◆ Task directions
Your response must be made up of each line in the data below that contains the string "language".

◆ Material shown
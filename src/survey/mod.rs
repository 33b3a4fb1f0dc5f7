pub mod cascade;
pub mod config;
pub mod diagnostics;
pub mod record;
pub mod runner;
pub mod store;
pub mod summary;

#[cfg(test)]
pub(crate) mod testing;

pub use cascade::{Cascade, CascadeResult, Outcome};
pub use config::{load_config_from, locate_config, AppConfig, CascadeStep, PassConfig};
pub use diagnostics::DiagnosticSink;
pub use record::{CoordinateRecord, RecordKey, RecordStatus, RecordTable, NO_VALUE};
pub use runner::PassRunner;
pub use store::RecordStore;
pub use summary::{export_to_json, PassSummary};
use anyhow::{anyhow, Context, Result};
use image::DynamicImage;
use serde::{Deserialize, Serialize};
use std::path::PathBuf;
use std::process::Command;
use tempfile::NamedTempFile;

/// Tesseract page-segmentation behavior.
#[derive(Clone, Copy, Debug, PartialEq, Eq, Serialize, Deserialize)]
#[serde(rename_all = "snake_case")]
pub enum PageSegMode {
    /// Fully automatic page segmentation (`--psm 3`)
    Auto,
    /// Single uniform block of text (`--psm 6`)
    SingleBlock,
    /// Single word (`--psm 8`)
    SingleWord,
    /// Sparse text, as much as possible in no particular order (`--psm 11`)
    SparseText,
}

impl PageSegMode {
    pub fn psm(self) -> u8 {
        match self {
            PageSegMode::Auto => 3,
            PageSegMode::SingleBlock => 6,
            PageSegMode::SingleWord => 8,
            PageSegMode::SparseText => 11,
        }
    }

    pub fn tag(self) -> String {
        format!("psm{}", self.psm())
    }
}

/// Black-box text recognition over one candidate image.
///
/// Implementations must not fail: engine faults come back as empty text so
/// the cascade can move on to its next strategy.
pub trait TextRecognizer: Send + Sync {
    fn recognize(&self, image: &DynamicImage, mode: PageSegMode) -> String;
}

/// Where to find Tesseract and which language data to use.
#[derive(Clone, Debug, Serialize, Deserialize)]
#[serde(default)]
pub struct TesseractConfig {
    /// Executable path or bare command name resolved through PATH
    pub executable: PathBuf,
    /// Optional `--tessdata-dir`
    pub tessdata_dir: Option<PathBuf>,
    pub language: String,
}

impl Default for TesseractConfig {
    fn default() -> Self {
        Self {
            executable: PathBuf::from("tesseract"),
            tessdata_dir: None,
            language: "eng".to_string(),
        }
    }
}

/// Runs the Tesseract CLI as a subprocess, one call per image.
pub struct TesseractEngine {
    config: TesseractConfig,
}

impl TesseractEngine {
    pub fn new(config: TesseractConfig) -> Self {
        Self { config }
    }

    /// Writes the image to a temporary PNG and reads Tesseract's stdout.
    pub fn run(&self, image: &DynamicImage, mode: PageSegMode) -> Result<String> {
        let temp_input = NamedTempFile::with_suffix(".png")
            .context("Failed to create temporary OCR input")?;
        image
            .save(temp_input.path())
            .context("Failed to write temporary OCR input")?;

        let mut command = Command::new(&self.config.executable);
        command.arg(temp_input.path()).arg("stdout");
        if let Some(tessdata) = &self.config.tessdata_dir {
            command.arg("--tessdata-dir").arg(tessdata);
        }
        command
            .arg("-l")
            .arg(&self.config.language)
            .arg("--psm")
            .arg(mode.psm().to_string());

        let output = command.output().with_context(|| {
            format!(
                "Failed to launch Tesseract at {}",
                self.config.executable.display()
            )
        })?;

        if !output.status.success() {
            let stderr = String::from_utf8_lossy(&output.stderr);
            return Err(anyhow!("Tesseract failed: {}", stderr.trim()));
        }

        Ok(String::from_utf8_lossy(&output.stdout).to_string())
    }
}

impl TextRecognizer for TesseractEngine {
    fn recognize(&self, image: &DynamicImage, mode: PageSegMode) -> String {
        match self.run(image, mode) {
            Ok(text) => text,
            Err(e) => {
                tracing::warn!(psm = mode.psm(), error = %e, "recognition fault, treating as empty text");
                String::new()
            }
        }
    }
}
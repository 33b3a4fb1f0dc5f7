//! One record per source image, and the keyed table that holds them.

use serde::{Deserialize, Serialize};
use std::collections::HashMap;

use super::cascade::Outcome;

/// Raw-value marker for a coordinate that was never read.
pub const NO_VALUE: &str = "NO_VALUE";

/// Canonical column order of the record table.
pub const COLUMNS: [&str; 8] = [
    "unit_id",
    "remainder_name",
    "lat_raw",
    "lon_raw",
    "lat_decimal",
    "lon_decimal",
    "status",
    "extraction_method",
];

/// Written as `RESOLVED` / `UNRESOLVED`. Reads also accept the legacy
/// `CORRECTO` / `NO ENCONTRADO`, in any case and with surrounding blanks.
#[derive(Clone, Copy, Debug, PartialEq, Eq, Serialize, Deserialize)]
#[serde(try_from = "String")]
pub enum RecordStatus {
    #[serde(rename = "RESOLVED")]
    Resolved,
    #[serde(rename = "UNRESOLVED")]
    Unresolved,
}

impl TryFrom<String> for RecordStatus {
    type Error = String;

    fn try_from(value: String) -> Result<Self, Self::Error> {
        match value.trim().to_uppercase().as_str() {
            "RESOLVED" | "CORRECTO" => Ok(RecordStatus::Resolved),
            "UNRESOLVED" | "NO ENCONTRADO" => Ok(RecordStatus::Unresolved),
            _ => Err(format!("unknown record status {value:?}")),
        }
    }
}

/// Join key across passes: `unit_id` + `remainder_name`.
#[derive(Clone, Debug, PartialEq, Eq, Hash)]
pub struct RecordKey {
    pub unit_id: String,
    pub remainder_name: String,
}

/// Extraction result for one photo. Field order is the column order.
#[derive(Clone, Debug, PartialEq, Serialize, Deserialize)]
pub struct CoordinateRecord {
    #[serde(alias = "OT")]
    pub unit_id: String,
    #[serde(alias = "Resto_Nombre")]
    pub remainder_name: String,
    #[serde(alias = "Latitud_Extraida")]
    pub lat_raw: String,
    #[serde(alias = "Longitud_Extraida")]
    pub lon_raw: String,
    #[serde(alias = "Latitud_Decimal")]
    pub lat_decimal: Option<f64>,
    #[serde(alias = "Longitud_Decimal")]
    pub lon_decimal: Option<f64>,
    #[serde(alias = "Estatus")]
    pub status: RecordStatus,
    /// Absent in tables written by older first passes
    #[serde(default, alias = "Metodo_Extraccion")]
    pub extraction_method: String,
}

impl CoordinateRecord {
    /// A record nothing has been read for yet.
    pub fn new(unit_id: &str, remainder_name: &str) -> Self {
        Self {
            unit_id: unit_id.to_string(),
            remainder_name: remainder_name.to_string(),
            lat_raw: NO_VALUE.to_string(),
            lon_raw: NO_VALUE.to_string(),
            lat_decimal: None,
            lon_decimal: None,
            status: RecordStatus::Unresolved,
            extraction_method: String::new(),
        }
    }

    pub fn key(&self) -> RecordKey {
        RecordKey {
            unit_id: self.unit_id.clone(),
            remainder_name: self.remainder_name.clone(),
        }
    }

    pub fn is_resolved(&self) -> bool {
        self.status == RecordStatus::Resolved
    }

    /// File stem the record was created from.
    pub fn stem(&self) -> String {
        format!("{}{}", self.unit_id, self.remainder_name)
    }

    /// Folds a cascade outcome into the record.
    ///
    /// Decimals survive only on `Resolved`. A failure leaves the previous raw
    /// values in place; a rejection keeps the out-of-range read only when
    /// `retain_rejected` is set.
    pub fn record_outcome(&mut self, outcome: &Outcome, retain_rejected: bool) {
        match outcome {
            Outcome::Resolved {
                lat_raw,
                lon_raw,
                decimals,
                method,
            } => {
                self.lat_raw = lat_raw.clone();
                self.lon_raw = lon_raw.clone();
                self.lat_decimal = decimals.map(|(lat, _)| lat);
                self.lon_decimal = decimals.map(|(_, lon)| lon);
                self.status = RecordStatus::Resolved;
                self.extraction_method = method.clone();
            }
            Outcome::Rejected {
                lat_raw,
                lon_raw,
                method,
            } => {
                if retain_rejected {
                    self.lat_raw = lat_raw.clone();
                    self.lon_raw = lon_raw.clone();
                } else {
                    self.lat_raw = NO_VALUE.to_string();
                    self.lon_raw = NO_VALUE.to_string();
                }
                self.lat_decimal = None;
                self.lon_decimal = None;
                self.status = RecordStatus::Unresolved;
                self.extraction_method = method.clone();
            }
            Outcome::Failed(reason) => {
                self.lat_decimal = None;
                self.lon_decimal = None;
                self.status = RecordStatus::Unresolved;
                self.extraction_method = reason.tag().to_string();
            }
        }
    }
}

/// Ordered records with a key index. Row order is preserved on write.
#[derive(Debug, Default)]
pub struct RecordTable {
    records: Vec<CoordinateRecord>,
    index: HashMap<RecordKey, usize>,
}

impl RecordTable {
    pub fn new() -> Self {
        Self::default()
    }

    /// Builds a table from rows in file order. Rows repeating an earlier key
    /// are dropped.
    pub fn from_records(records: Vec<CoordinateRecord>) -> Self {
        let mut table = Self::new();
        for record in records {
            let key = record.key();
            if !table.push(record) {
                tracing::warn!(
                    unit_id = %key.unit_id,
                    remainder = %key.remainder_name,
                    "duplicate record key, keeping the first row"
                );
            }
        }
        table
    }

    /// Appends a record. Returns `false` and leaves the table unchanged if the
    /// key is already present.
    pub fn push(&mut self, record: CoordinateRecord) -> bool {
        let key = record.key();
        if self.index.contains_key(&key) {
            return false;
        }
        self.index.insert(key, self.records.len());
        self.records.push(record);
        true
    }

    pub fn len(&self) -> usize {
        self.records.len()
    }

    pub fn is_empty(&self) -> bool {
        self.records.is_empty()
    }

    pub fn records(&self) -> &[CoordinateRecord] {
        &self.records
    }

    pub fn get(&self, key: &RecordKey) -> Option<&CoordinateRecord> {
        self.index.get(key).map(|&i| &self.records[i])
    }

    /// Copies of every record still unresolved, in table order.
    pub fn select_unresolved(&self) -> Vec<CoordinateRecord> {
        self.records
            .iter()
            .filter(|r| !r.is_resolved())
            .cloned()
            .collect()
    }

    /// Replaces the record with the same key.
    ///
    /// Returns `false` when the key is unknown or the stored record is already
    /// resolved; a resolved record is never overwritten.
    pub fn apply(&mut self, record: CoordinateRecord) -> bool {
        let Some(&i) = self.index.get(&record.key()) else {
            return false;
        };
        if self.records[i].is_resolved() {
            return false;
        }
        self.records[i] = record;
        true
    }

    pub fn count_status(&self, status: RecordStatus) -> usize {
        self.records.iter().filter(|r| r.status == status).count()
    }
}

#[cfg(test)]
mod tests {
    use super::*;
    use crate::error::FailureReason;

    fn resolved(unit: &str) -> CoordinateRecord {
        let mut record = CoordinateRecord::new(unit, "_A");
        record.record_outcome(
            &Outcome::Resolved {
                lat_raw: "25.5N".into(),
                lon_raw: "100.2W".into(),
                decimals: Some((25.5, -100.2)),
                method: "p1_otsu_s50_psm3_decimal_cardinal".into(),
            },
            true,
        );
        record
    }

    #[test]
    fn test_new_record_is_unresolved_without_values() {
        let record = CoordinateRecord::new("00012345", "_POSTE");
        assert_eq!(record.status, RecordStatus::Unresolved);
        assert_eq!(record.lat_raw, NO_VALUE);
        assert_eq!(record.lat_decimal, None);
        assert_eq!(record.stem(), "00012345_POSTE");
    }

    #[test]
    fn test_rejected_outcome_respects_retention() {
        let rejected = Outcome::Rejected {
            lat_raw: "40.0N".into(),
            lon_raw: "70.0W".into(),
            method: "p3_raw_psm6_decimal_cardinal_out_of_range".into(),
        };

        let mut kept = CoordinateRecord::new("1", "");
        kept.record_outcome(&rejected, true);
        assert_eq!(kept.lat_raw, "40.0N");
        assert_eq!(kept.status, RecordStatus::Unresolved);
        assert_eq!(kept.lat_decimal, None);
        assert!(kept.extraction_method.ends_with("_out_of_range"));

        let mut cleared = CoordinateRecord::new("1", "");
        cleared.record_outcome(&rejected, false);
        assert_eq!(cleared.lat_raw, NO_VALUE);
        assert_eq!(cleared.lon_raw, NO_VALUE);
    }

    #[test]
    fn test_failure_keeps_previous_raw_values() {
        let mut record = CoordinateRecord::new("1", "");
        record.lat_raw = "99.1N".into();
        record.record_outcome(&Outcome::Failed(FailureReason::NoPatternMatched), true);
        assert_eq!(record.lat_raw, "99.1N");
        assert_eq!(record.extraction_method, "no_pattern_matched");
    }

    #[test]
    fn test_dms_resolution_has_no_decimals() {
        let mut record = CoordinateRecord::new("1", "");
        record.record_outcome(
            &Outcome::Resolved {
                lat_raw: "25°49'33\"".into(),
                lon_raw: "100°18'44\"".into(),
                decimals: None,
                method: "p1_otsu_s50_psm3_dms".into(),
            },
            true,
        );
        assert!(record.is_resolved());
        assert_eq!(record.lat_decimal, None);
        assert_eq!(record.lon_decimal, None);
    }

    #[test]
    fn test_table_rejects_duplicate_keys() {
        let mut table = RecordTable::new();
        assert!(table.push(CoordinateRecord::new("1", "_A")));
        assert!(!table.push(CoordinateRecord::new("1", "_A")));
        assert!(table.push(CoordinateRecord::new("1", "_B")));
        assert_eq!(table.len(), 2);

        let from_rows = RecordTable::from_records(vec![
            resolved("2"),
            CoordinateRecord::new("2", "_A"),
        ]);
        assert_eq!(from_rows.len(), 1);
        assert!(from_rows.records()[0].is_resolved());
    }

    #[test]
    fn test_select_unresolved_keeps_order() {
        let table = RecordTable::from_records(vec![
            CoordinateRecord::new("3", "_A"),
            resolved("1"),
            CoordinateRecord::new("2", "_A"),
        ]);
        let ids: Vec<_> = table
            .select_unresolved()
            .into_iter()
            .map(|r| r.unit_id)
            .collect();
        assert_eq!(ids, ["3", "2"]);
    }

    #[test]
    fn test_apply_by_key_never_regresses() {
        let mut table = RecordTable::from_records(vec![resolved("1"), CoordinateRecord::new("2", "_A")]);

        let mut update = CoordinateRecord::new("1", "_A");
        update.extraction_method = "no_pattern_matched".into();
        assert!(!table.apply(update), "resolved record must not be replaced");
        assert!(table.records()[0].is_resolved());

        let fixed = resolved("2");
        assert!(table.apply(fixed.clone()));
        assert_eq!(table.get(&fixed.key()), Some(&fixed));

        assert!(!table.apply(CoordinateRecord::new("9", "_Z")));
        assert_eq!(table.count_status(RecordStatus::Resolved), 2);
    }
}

◆ Task solution
/// Where to find Tesseract and which language data to use.
    pub language: String,
            language: "eng".to_string(),
            .arg(&self.config.language)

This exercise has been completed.